According to the finance minister, the total digital transactions for 2020 were estimated to be over GH¢500 billion (about $81 billion) compared to GH¢78 billion ($12.5 billion) in 2016. Huge growth in just five years.

This led to an initial rejection of the budget by the Minority which was later overturned and eventually passed by the Majority.

According to the Minority, the introduction of an e-levy will erode all the gains Ghana has made in digital economy and inflict further burden on the Ghanaian populace.

2 . Charges on government services to increase by 15%: Effective January 2022, the fees and charges for all government services will increase by at least 15%.

This is according to the 2022 budget statement presented by the Finance Minister, Ken Ofori-Atta on Wednesday, November 17, 2021.

Per the document, the new charges will be subjected to an annual adjustment by the average inflation rate with the consent of the Finance Minister.

“Review Fees and Charges with an average increase of at least 15 percent in 2022 and thereafter subject it to automatic annual adjustments by average inflation rate as published by the Ghana Statistical Service, but with the prior consent of the Minister for Finance. The fees and charges should, however, be subjected to general review every 5 years. The effective date of implementation is 1st January 2022,” the budget stated.

3 . Benchmark value scrapped on 32 items: On Monday, November 15, the Ghana Revenue Authority announced that it has scrapped the benchmark value on 32 items.

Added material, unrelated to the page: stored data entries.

//! The map grid game
//!
//! Map names are mixed with random helper strings in a grid. Helper tiles
//! start face up. Each tile carries two hints: how many letters it shares with
//! the other tiles in its row, and in its column. A rotating set of hidden
//! maps is marked ELIMINATING; flipping one of those cancels it.

use crate::wordlists::WordSource;
use log::debug;
use rand::Rng;
use rand::seq::{IndexedRandom, SliceRandom};
use rustc_hash::FxHashSet;

/// Count the distinct letters of `a` that also occur in `b`, ignoring case and spaces
///
/// # Examples
/// ```
/// use color_tiles::game::shared_letters;
///
/// assert_eq!(shared_letters("Dust II", "Inferno"), 1);
/// assert_eq!(shared_letters("Mirage", "Nuke"), 1);
/// ```
#[must_use]
pub fn shared_letters(a: &str, b: &str) -> usize {
    let b_letters: FxHashSet<char> = b.chars().map(|c| c.to_ascii_lowercase()).collect();
    a.chars()
        .filter(|c| *c != ' ')
        .map(|c| c.to_ascii_lowercase())
        .collect::<FxHashSet<char>>()
        .into_iter()
        .filter(|c| b_letters.contains(c))
        .count()
}

/// One tile of the map grid
#[derive(Debug, Clone, PartialEq, Eq)]
pub struct GridTile {
    pub name: String,
    pub is_map: bool,
    pub revealed: bool,
    /// An ELIMINATING map that was flipped
    pub cancelled: bool,
    /// Letters shared with the other tiles in the same row
    pub row_shared: usize,
    /// Letters shared with the other tiles in the same column
    pub col_shared: usize,
}

/// State of one map grid game
#[derive(Debug, Clone)]
pub struct MapGrid<R> {
    tiles: Vec<GridTile>,
    width: usize,
    height: usize,
    pick_count: usize,
    eliminating: Vec<usize>,
    rng: R,
}

impl<R: Rng> MapGrid<R> {
    /// Build a grid of `maps` plus `helper_count` helper strings, `width` tiles wide
    ///
    /// `pick_count` maps are marked ELIMINATING at a time. A `width` of zero is
    /// treated as one.
    pub fn new<S: AsRef<str>>(
        maps: &[S],
        helper_count: usize,
        width: usize,
        pick_count: usize,
        helpers: &mut dyn WordSource,
        mut rng: R,
    ) -> Self {
        let width = width.max(1);

        let mut tiles: Vec<GridTile> = maps
            .iter()
            .map(|m| (m.as_ref().to_string(), true))
            .chain((0..helper_count).map(|_| (helpers.get_word(), false)))
            .map(|(name, is_map)| GridTile {
                name,
                is_map,
                revealed: !is_map,
                cancelled: false,
                row_shared: 0,
                col_shared: 0,
            })
            .collect();
        tiles.shuffle(&mut rng);

        let height = tiles.len().div_ceil(width);

        let mut grid = Self {
            tiles,
            width,
            height,
            pick_count,
            eliminating: Vec::new(),
            rng,
        };
        grid.compute_hints();
        grid.pick_eliminating();
        grid
    }

    fn compute_hints(&mut self) {
        let len = self.tiles.len();
        for index in 0..len {
            let row = index / self.width;
            let col = index % self.width;

            let row_tiles = (row * self.width..((row + 1) * self.width).min(len))
                .filter(|&other| other != index);
            let col_tiles = (0..self.height)
                .map(|r| col + r * self.width)
                .filter(|&other| other < len && other != index);

            let name = &self.tiles[index].name;
            let row_shared: usize = row_tiles
                .map(|other| shared_letters(name, &self.tiles[other].name))
                .sum();
            let col_shared: usize = col_tiles
                .map(|other| shared_letters(name, &self.tiles[other].name))
                .sum();

            let tile = &mut self.tiles[index];
            tile.row_shared = row_shared;
            tile.col_shared = col_shared;
        }
    }

    /// Choose a fresh set of distinct hidden maps to mark ELIMINATING
    fn pick_eliminating(&mut self) {
        let hidden: Vec<usize> = self
            .tiles
            .iter()
            .enumerate()
            .filter(|(_, t)| t.is_map && !t.revealed)
            .map(|(i, _)| i)
            .collect();

        self.eliminating = hidden
            .choose_multiple(&mut self.rng, self.pick_count)
            .copied()
            .collect();
        debug!("eliminating: {:?}", self.eliminating_names());
    }

    /// Flip the tile at `index`
    ///
    /// Returns `false` if there is no such tile or it is already face up. A
    /// flipped tile that was marked ELIMINATING is cancelled. A new ELIMINATING
    /// set is picked after every flip.
    pub fn reveal(&mut self, index: usize) -> bool {
        let Some(tile) = self.tiles.get_mut(index).filter(|t| !t.revealed) else {
            return false;
        };
        tile.revealed = true;
        if self.eliminating.contains(&index) {
            tile.cancelled = true;
        }
        self.pick_eliminating();
        true
    }

    #[must_use]
    pub fn tiles(&self) -> &[GridTile] {
        &self.tiles
    }

    #[must_use]
    pub const fn width(&self) -> usize {
        self.width
    }

    #[must_use]
    pub const fn height(&self) -> usize {
        self.height
    }

    /// Indices of the tiles currently marked ELIMINATING
    #[must_use]
    pub fn eliminating(&self) -> &[usize] {
        &self.eliminating
    }

    #[must_use]
    pub fn eliminating_names(&self) -> Vec<&str> {
        self.eliminating
            .iter()
            .map(|&i| self.tiles[i].name.as_str())
            .collect()
    }

    /// Pairwise shared-letter counts in tile order, `None` on the diagonal
    #[must_use]
    pub fn shared_matrix(&self) -> Vec<Vec<Option<usize>>> {
        self.tiles
            .iter()
            .enumerate()
            .map(|(i, a)| {
                self.tiles
                    .iter()
                    .enumerate()
                    .map(|(j, b)| (i != j).then(|| shared_letters(&a.name, &b.name)))
                    .collect()
            })
            .collect()
    }

    /// No map tile is left face down
    #[must_use]
    pub fn is_finished(&self) -> bool {
        !self.tiles.iter().any(|t| t.is_map && !t.revealed)
    }
}
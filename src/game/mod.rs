//! Game rules
//!
//! In-memory state machines for the two grid games. Rendering and input live
//! in `interactive` and `commands`.

pub mod color_game;
pub mod map_grid;

pub use color_game::{ColorGame, GameConfig, RevealOutcome, Tile, TileKind};
pub use map_grid::{GridTile, MapGrid, shared_letters};
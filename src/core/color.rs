//! Colors and the letters they own
//!
//! A color is created once from an HSV triple. Its RGB form is derived at
//! creation and never changes. Letters are assigned once, then revealed one
//! way as tiles are flipped.

use super::LetterSet;
use super::letters::letter_index;
use std::fmt;

/// HSV coordinates, each component in [0, 1]
#[derive(Debug, Clone, Copy, PartialEq)]
pub struct Hsv {
    pub hue: f64,
    pub saturation: f64,
    pub value: f64,
}

/// 8-bit RGB
#[derive(Debug, Clone, Copy, PartialEq, Eq, Hash)]
pub struct Rgb {
    pub r: u8,
    pub g: u8,
    pub b: u8,
}

impl Hsv {
    #[must_use]
    pub const fn new(hue: f64, saturation: f64, value: f64) -> Self {
        Self {
            hue,
            saturation,
            value,
        }
    }

    /// Convert to 8-bit RGB
    ///
    /// The hue is a unit angle; each channel is truncated after scaling to 255.
    ///
    /// # Examples
    /// ```
    /// use color_tiles::core::{Hsv, Rgb};
    ///
    /// assert_eq!(Hsv::new(0.0, 1.0, 1.0).to_rgb(), Rgb { r: 255, g: 0, b: 0 });
    /// assert_eq!(Hsv::new(0.5, 1.0, 0.5).to_rgb(), Rgb { r: 0, g: 127, b: 127 });
    /// ```
    #[must_use]
    pub fn to_rgb(self) -> Rgb {
        let Self {
            hue,
            saturation: s,
            value: v,
        } = self;

        let h6 = hue.rem_euclid(1.0) * 6.0;
        let sector = h6.floor();
        let frac = h6 - sector;

        let p = v * (1.0 - s);
        let q = v * (1.0 - s * frac);
        let t = v * (1.0 - s * (1.0 - frac));

        let (r, g, b) = match sector as u8 {
            0 => (v, t, p),
            1 => (q, v, p),
            2 => (p, v, t),
            3 => (p, q, v),
            4 => (t, p, v),
            _ => (v, p, q),
        };

        Rgb {
            r: channel(r),
            g: channel(g),
            b: channel(b),
        }
    }
}

#[inline]
fn channel(component: f64) -> u8 {
    (component.clamp(0.0, 1.0) * 255.0) as u8
}

impl From<Hsv> for Rgb {
    fn from(value: Hsv) -> Self {
        value.to_rgb()
    }
}

impl fmt::Display for Rgb {
    fn fmt(&self, f: &mut fmt::Formatter<'_>) -> fmt::Result {
        write!(f, "#{:02x}{:02x}{:02x}", self.r, self.g, self.b)
    }
}

/// A generated color with its assigned and revealed letters
#[derive(Debug, Clone, PartialEq)]
pub struct Color {
    hsv: Hsv,
    rgb: Rgb,
    assigned: LetterSet,
    revealed: LetterSet,
}

impl Color {
    /// Create a color with no letters
    #[must_use]
    pub fn new(hsv: Hsv) -> Self {
        Self {
            hsv,
            rgb: hsv.to_rgb(),
            assigned: LetterSet::EMPTY,
            revealed: LetterSet::EMPTY,
        }
    }

    #[inline]
    #[must_use]
    pub const fn hsv(&self) -> Hsv {
        self.hsv
    }

    #[inline]
    #[must_use]
    pub const fn hue(&self) -> f64 {
        self.hsv.hue
    }

    #[inline]
    #[must_use]
    pub const fn rgb(&self) -> Rgb {
        self.rgb
    }

    /// Letters owned by this color
    #[inline]
    #[must_use]
    pub const fn assigned(&self) -> LetterSet {
        self.assigned
    }

    /// Owned letters already shown to the player
    #[inline]
    #[must_use]
    pub const fn revealed(&self) -> LetterSet {
        self.revealed
    }

    /// Check whether this color owns `letter`, ignoring case
    #[inline]
    #[must_use]
    pub const fn owns(&self, letter: char) -> bool {
        self.assigned.contains(letter)
    }

    /// Number of owned letters not yet revealed
    #[inline]
    #[must_use]
    pub const fn hidden_count(&self) -> usize {
        self.assigned.len() - self.revealed.len()
    }

    #[inline]
    #[must_use]
    pub const fn is_fully_revealed(&self) -> bool {
        self.hidden_count() == 0
    }

    /// Give this color a letter during allocation
    ///
    /// Returns `false` for non-letters and letters already owned.
    pub(crate) fn assign_letter(&mut self, letter: char) -> bool {
        letter_index(letter).is_some() && self.assigned.insert(letter)
    }

    pub(crate) fn clear_letters(&mut self) {
        self.assigned = LetterSet::EMPTY;
        self.revealed = LetterSet::EMPTY;
    }

    /// Reveal every letter of `text` that this color owns
    ///
    /// Case is ignored, as are letters owned by other colors and anything that is
    /// not a letter. Revealed letters are never hidden again.
    pub fn reveal_letters(&mut self, text: &str) {
        let owned = LetterSet::from_text(text).intersection(self.assigned);
        self.revealed = self.revealed.union(owned);
    }
}

impl fmt::Display for Color {
    fn fmt(&self, f: &mut fmt::Formatter<'_>) -> fmt::Result {
        write!(f, "{} [{}]", self.rgb, self.assigned)
    }
}

#[cfg(test)]
mod tests {
    use super::*;

    fn color_owning(letters: &str) -> Color {
        let mut color = Color::new(Hsv::new(0.3, 0.95, 0.7));
        for letter in letters.chars() {
            assert!(color.assign_letter(letter));
        }
        color
    }

    #[test]
    fn primary_hues_convert() {
        assert_eq!(Hsv::new(0.0, 1.0, 1.0).to_rgb(), Rgb { r: 255, g: 0, b: 0 });
        assert_eq!(
            Hsv::new(1.0 / 3.0, 1.0, 1.0).to_rgb(),
            Rgb { r: 0, g: 255, b: 0 }
        );
        assert_eq!(
            Hsv::new(2.0 / 3.0, 1.0, 1.0).to_rgb(),
            Rgb { r: 0, g: 0, b: 255 }
        );
    }

    #[test]
    fn zero_saturation_is_gray() {
        let rgb = Hsv::new(0.7, 0.0, 0.5).to_rgb();
        assert_eq!(rgb, Rgb { r: 127, g: 127, b: 127 });
    }

    #[test]
    fn rgb_is_fixed_at_creation() {
        let color = Color::new(Hsv::new(0.5, 1.0, 0.5));
        assert_eq!(color.rgb(), Rgb { r: 0, g: 127, b: 127 });
        assert_eq!(color.rgb().to_string(), "#007f7f");
    }

    #[test]
    fn reveal_owned_letters_only() {
        let mut color = color_owning("nu");
        color.reveal_letters("Nuke");
        assert_eq!(color.revealed().to_string(), "nu");
        assert!(color.is_fully_revealed());
    }

    #[test]
    fn reveal_is_idempotent() {
        let mut color = color_owning("nu");
        color.reveal_letters("Nuke");
        let first = color.revealed();
        color.reveal_letters("Nuke");
        assert_eq!(color.revealed(), first);
    }

    #[test]
    fn reveal_foreign_letters_is_noop() {
        let mut color = color_owning("abc");
        color.reveal_letters("XYZ");
        assert!(color.revealed().is_empty());
        assert_eq!(color.hidden_count(), 3);
    }

    #[test]
    fn reveal_ignores_punctuation_and_digits() {
        let mut color = color_owning("d");
        color.reveal_letters("Dust II 2!");
        assert_eq!(color.revealed().to_string(), "d");
    }

    #[test]
    fn reveal_never_shrinks() {
        let mut color = color_owning("aeiou");
        let mut previous = 0;
        for text in ["train", "", "overpass", "zzz", "anubis", "vertigo"] {
            color.reveal_letters(text);
            assert!(color.revealed().len() >= previous);
            assert!(color.revealed().is_subset(color.assigned()));
            previous = color.revealed().len();
        }
    }

    #[test]
    fn assign_rejects_duplicates_and_non_letters() {
        let mut color = color_owning("a");
        assert!(!color.assign_letter('a'));
        assert!(!color.assign_letter('A'));
        assert!(!color.assign_letter('3'));
        assert_eq!(color.assigned().len(), 1);
    }

    #[test]
    fn empty_color_has_nothing_hidden() {
        let color = Color::new(Hsv::new(0.1, 0.9, 0.6));
        assert!(color.assigned().is_empty());
        assert!(color.is_fully_revealed());
    }
}
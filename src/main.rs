//! Color Tiles - CLI
//!
//! Color tile game in a TUI, plus a text map grid, a weighted map draft and
//! board generation tools.

use anyhow::{Context, Result};
use clap::{Parser, Subcommand};
use color_tiles::{
    commands::{DraftConfig, SurveyConfig, generate_palette, run_draft, run_grid, run_survey},
    core::BoardConfig,
    game::MapGrid,
    maps::{DEFAULT_MAPS, MapPool},
    output::{print_draft, print_palette, print_survey},
    wordlists::{HELPER_WORDS, RandomLetters, loader::words_from_slice},
};
use log::info;
use rand::rngs::StdRng;
use rand::{Rng, SeedableRng};

#[derive(Parser)]
#[command(
    name = "color_tiles",
    about = "Color tile deduction and map elimination games for picking competitive maps",
    version,
    author
)]
struct Cli {
    #[command(subcommand)]
    command: Option<Commands>,

    /// Number of colors (default: random 4-8 per game)
    #[arg(short, long, global = true)]
    colors: Option<usize>,

    /// Seed for reproducible games
    #[arg(short, long, global = true)]
    seed: Option<u64>,

    /// Hue draws allowed before board generation gives up
    #[arg(long, global = true, default_value = "100000")]
    max_attempts: usize,

    /// Helper words: 'embedded' (default) or path to a file with one word per line
    #[arg(short = 'w', long, global = true, default_value = "embedded")]
    wordlist: String,
}

#[derive(Subcommand)]
enum Commands {
    /// Interactive color tile game (default)
    Play,

    /// Map grid game in plain text
    Grid {
        /// Random helper strings mixed in with the maps
        #[arg(long, default_value = "9")]
        helpers: usize,

        /// Tiles per row
        #[arg(long, default_value = "4")]
        width: usize,

        /// Maps marked ELIMINATING at a time
        #[arg(short = 'e', long, default_value = "4")]
        eliminating: usize,
    },

    /// Draw maps from the weighted pool
    Draft {
        /// Number of maps to draw
        #[arg(short = 'n', long, default_value = "4")]
        count: usize,

        /// Halve a map's weight (repeatable)
        #[arg(long, value_name = "MAP")]
        halve: Vec<String>,

        /// Double a map's weight (repeatable)
        #[arg(long, value_name = "MAP")]
        double: Vec<String>,

        /// Drop a map from the pool (repeatable)
        #[arg(long, value_name = "MAP")]
        remove: Vec<String>,
    },

    /// Generate one board and print its colors and letters
    Palette,

    /// Generate many games and report generation statistics
    Survey {
        /// Number of games to generate
        #[arg(short = 'n', long, default_value = "1000")]
        count: usize,
    },
}

/// Load helper words based on the -w flag
fn load_words(wordlist: &str) -> Result<Vec<String>> {
    use color_tiles::wordlists::loader::load_from_file;

    let words = match wordlist {
        "embedded" => words_from_slice(HELPER_WORDS),
        path => load_from_file(path).with_context(|| format!("reading word list '{path}'"))?,
    };
    if words.is_empty() {
        anyhow::bail!("word list '{wordlist}' has no words");
    }
    info!("loaded {} helper words from {wordlist}", words.len());
    Ok(words)
}

fn main() -> Result<()> {
    env_logger::Builder::from_env(env_logger::Env::default().default_filter_or("off")).init();

    let mut cli = Cli::parse();

    let mut rng = cli
        .seed
        .map_or_else(StdRng::from_os_rng, StdRng::seed_from_u64);

    // Default to Play mode if no command given
    let command = cli.command.take().unwrap_or(Commands::Play);

    match command {
        Commands::Play => run_play_command(&cli, rng),
        Commands::Grid {
            helpers,
            width,
            eliminating,
        } => run_grid_command(helpers, width, eliminating, rng),
        Commands::Draft {
            count,
            halve,
            double,
            remove,
        } => {
            let config = DraftConfig {
                count,
                halve,
                double,
                remove,
            };
            let result =
                run_draft(MapPool::default(), &config, &mut rng).context("adjusting map weights")?;
            print_draft(&result);
            Ok(())
        }
        Commands::Palette => {
            let config = board_config(&cli, &mut rng);
            let result = generate_palette(&config, &mut rng).context("generating board")?;
            print_palette(&result);
            Ok(())
        }
        Commands::Survey { count } => {
            let words = load_words(&cli.wordlist)?;
            let config = SurveyConfig {
                color_count: cli.colors,
                max_attempts: cli.max_attempts,
                ..SurveyConfig::new(count, cli.seed.unwrap_or_else(|| rng.random()))
            };
            println!("Generating {count} games...");
            let stats = run_survey(&config, &words);
            print_survey(&stats);
            Ok(())
        }
    }
}

fn board_config<R: Rng>(cli: &Cli, rng: &mut R) -> BoardConfig {
    cli.colors
        .map_or_else(|| BoardConfig::with_random_color_count(rng), BoardConfig::new)
        .max_attempts(cli.max_attempts)
}

fn run_grid_command(
    helpers: usize,
    width: usize,
    eliminating: usize,
    mut rng: StdRng,
) -> Result<()> {
    let mut letters = RandomLetters::new(StdRng::from_rng(&mut rng));
    let mut grid = MapGrid::new(DEFAULT_MAPS, helpers, width, eliminating, &mut letters, rng);
    run_grid(&mut grid).context("running map grid")
}

fn run_play_command(cli: &Cli, rng: StdRng) -> Result<()> {
    use color_tiles::interactive::{App, PlaySettings, run_tui};

    let words = load_words(&cli.wordlist)?;
    let settings = PlaySettings {
        color_count: cli.colors,
        max_attempts: cli.max_attempts,
    };
    let app = App::new(settings, words, rng).context("starting game")?;
    run_tui(app)
}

A letter written to Finance Minister Ken Ofori-Atta to that effect dated 11 November 2021 and signed by Commissioner-General Rev. Ammishaddai Owusu-Amoah, said: “We write to inform you that following discussions on various fora, it has been agreed that discount on some commodities currently being enjoyed should be reversed to achieve revenue effect”.

This policy decision led to the criticism of the government by some trade associations in the country. The Spare Parts Dealers Association of Ghana has noted that the decision by the (GRA) to reverse the 50% and 30% benchmark value policy the trading community enjoys on some 32 selected items will top up the burden of Ghanaians.

The Secretary of the Spare Parts Dealers Association, Eric Anti, said the situation will be terrible for Ghanaians if the GRA does not rescind its decision.

He cited the increase in freight charges, the depreciation of the cedi and the impact of COVID-19 on the local economy as reasons for the traders to continue enjoying the benchmark value policy.

4 . Hiring of luxury jets by the Presidency: Earlier this year, the National Democratic Congress (NDC) Member of Parliament for North Tongu, Okudzeto Ablakwa stirred controversy when he alleged that President Akufo-Addo hired a private jet at the cost of ¢2.8 million on his travels to France, Belgium and South Africa at the expense of tax-burned Ghanaians.

He filed a question, and Parliament summoned Defence Minister, Dominic Nitiwul, to answer questions on the cost and why Ghana’s own presidential jet was not used.

The Minister justified the president’s decision to rent the aircraft, arguing that the capacity of the presidential aircraft can no longer carry the president’s entourage.